#ubuntu-us-co 2011-02-06
<elcid> Hello
#ubuntu-us-co 2012-02-02
<EmmaSystem76Chic> Is anyone online? I am looking to network with some Colorado Ubuntu users :)
<FunnyLookinHat> Sure
<FunnyLookinHat> Do you work at System 76 ?
<FunnyLookinHat> EmmaSystem76Chic, hello ?
<EmmaSystem76Chic> Yes, sorry about that. You are nearby in my empathy chat, where do you work?
<FunnyLookinHat> I work in Denver.
<FunnyLookinHat> You ?
<EmmaSystem76Chic> shut up
<FunnyLookinHat> hr
<FunnyLookinHat> heh
<joey> lol
<joey> FunnyLookinHat: if you hear of anyone who wants more computer equipment, I'm selling more stuff
<joey> FunnyLookinHat: plus some stuff that nobody wanted before
<joey> all running ubuntu at this point
<joey> toshiba nb205 netbook, networking gear, voip gear, 15 lcd monitor, lacie storage etc
<joey> once I get enough money I'll have some more desktops for sale
<joey> I do have a dell zino hd I could part with as well
<joey> I'm going to have to pack all this up, take a day off work, and drive down to the Denver ebay store
<FunnyLookinHat> ah geez
<FunnyLookinHat> joey, still reeling from the medical bills ?
<joey> FunnyLookinHat: nah better now but I still have jeep bills
<FunnyLookinHat> Ah
<FunnyLookinHat> That's good to hear
<joey> FunnyLookinHat: and I'm not using the gear and it's time for me to get new stuff anyway
<FunnyLookinHat> joey, well keep posting to the list - I'm sure you'll keep getting more hits  :)
<FunnyLookinHat> Do you have any _very_ small form factor computers for sale  ?
<joey> yeah I don't really want to spam folks
<joey> the zino is just a tad bigger than a mac mini FunnyLookinHat
<FunnyLookinHat> oh ?
<joey> comes with windows but will do 64 bit ubuntu just fine
<joey> it's quiet too... it's a media center pc
<FunnyLookinHat> Specs  & price
<FunnyLookinHat> ?
<FunnyLookinHat> Yeah I'm getting tired of waiting for R-Pi to go for sale...
<FunnyLookinHat> so I need something small in the meantime... :)
<joey> looks like this, similar but not exact specs  http://www.cedarpc.com/product/22317/Dell-Inspiron-400-Zino-HD-22317/
<joey> I restored the partition to dell stock last fall
<joey> just needs to another full restore to get rid of the account I have on it
<FunnyLookinHat> hmm.
<FunnyLookinHat> How much do you want for it?
<FunnyLookinHat> I wouldn't know what to offer.
<joey> hmm barebones runs $119  and refurb runs about $240
<joey> it's in very good condition
<joey> so maybe split the diff and say $180 ?
<joey> but you won't want to stop there FunnyLookinHat
<joey> you'll just fall in love with my Toshiba NB205
<FunnyLookinHat> heh
<joey> and you'll want to buy that too :-)
<FunnyLookinHat> well I'll have to think about it.

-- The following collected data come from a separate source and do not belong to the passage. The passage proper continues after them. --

use reqwest::{Method, header};
use serde::Serialize;
use serde_json::Value;
use tallyboard_core::{AccessToken, AppError, AppResult};
use tracing::debug;
use url::Url;

use crate::envelope::{parse_body, status_error};

mod payments;
mod rbac;

/// reqwest-backed client for the dashboard REST API.
///
/// Implements both the payments and RBAC ports. The bearer token is supplied
/// by the caller and attached to every request.
#[derive(Clone)]
pub struct HttpDashboardApi {
    http_client: reqwest::Client,
    base_url: Url,
    access_token: AccessToken,
}

impl HttpDashboardApi {
    /// Creates a client for the API rooted at `base_url`.
    #[must_use]
    pub fn new(http_client: reqwest::Client, base_url: &Url, access_token: AccessToken) -> Self {
        Self {
            http_client,
            base_url: base_url.clone(),
            access_token,
        }
    }

    /// Appends `segments` to the base path, percent-encoding each one.
    fn endpoint(&self, segments: &[&str]) -> AppResult<Url> {
        let mut endpoint = self.base_url.clone();
        endpoint
            .path_segments_mut()
            .map_err(|()| {
                AppError::Internal(format!(
                    "dashboard api base url '{}' cannot carry a path",
                    self.base_url
                ))
            })?
            .pop_if_empty()
            .extend(segments);
        Ok(endpoint)
    }

    async fn get(&self, segments: &[&str]) -> AppResult<Value> {
        self.send::<()>(Method::GET, segments, None).await
    }

    async fn send<B: Serialize + ?Sized>(
        &self,
        method: Method,
        segments: &[&str],
        body: Option<&B>,
    ) -> AppResult<Value> {
        let endpoint = self.endpoint(segments)?;
        let mut request = self
            .http_client
            .request(method.clone(), endpoint.as_str())
            .header(header::AUTHORIZATION, self.access_token.bearer_header())
            .header(header::ACCEPT, "application/json");
        if let Some(body) = body {
            request = request.json(body);
        }

        let response = request.send().await.map_err(|error| {
            AppError::Transport(format!("failed to call {method} {endpoint}: {error}"))
        })?;

        let status = response.status();
        let text = response.text().await.map_err(|error| {
            AppError::Transport(format!(
                "failed to read response body from {method} {endpoint}: {error}"
            ))
        })?;

        debug!(
            method = %method,
            endpoint = %endpoint,
            status = status.as_u16(),
            "dashboard api call finished"
        );

        if !status.is_success() {
            return Err(status_error(status.as_u16(), &text));
        }

        parse_body(&text)
    }
}
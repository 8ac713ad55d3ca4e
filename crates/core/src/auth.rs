use std::fmt::{Debug, Formatter};

use crate::{AppError, AppResult};

/// Bearer token attached to every backend request.
///
/// The token is handed to API clients explicitly at construction time; nothing
/// reads it from ambient storage.
#[derive(Clone, PartialEq, Eq)]
pub struct AccessToken(String);

impl AccessToken {
    /// Creates a validated access token.
    pub fn new(value: impl Into<String>) -> AppResult<Self> {
        let value = value.into();
        let trimmed = value.trim();
        if trimmed.is_empty() {
            return Err(AppError::Validation(
                "access token must not be empty".to_owned(),
            ));
        }

        Ok(Self(trimmed.to_owned()))
    }

    /// Returns the raw token value.
    #[must_use]
    pub fn as_str(&self) -> &str {
        self.0.as_str()
    }

    /// Returns the `Authorization` header value for this token.
    #[must_use]
    pub fn bearer_header(&self) -> String {
        format!("Bearer {}", self.0)
    }
}

impl Debug for AccessToken {
    fn fmt(&self, formatter: &mut Formatter<'_>) -> std::fmt::Result {
        formatter.write_str("AccessToken(<redacted>)")
    }
}
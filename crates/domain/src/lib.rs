//! Domain entities and pure dashboard transforms.

#![forbid(unsafe_code)]

mod assignment_index;
mod metrics;
mod payments;
mod rbac;
mod time_series;
mod transaction;

pub use assignment_index::{AssignmentIndex, UserFilter, filter_users};
pub use metrics::{
    CountryShare, InvoiceSummary, ProductSales, TransactionSummary, average_per_unit,
    country_shares, growth_rate, percentage_of, revenue_growth, summarize_invoices,
    summarize_transactions, top_products,
};
pub use payments::{Invoice, InvoiceStatus, PaymentStats, UserCountry};
pub use rbac::{
    Assignment, AssignmentId, BulkPermissionOperation, BulkPermissionRequest, Permission,
    PermissionId, Role, RoleId, User, UserId,
};
pub use time_series::{
    Bucket, Granularity, bucket_by, bucket_by_day, bucket_by_month, total_revenue,
};
pub use transaction::{
    BadgeTone, LineItem, TransactionRecord, TransactionStatus, parse_occurred_at,
};
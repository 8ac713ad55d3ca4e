use async_trait::async_trait;

use tallyboard_core::AppResult;
use tallyboard_domain::{Invoice, PaymentStats, TransactionRecord, UserCountry};

/// Port for the payments section of the backend API.
#[async_trait]
pub trait PaymentsApi: Send + Sync {
    /// Fetches headline payment figures.
    async fn payment_stats(&self) -> AppResult<PaymentStats>;

    /// Fetches all orders visible to the caller.
    async fn list_orders(&self) -> AppResult<Vec<TransactionRecord>>;

    /// Fetches all invoices visible to the caller.
    async fn list_invoices(&self) -> AppResult<Vec<Invoice>>;

    /// Fetches per-country user counts.
    async fn list_user_countries(&self) -> AppResult<Vec<UserCountry>>;
}
//! Application services and ports.

#![forbid(unsafe_code)]

mod analytics_service;
mod fail_soft;
mod ports;
mod rbac_admin_service;
mod role_assignment_reconciler;

pub use analytics_service::{
    AnalyticsDashboard, AnalyticsService, AnalyticsWindow, FinancialReport,
};
pub use fail_soft::{SoftFailure, SoftFetch, cancellable, fetch_soft, settle_batch};
pub use ports::{
    Clock, Notice, NoticeLevel, Notifier, PaymentsApi, PermissionInput, RbacApi, RoleInput,
};
pub use rbac_admin_service::{RbacAdminService, RbacOverview};
pub use role_assignment_reconciler::{
    MutationId, MutationKind, MutationOutcome, MutationStatus, PendingMutation,
    RoleAssignmentReconciler, RoleMutation,
};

<FunnyLookinHat> R-Pi should go on sale any week now - and those are only $35
<joey> yeah but they suck :-)
<joey> for what you want to do
<FunnyLookinHat> SAYS THE GUY WHO IS IN CHARGE OF ARM STUFF.
<FunnyLookinHat> lol
<FunnyLookinHat> You don't even know what I want to do!  ;)
<joey> listen, I'm sure you already have a linksys wrt54g around somewhere.... you can use that and do more than with the pi
<joey> and if you don't, well, I have 2 here ;-)
<joey> they have mesh sw on them though atm
<FunnyLookinHat> haha
#ubuntu-us-co 2013-01-30
<joey> w00t, my hexbrights came today
<joey> http://www.hexbright.com/
<joey> FOSS arduino based flashlight
<FunnyLookinHat> ooooh
<FunnyLookinHat> I literally never thought I'd see the day that someone built an open-source flashlight...
<FunnyLookinHat> haha
<joey> they are sweet
<joey> I backed them a long time ago on kickstarter
<joey> 1 hour on 500 lumens (high), 8 hours on med, 30 hours on low
<joey> plus you can control the motion detection + button functions
 * med_ looks around and sees it's not hom
<med_> him
 * med_ highlights on med
<med_> and reading the line highlighted, I thought that was a cooking recipe. I somehow thought you were grilling something on your LED flashlight.
#ubuntu-us-co 2018-02-02
<BashNoob> Anyone in here any good with bashscripting?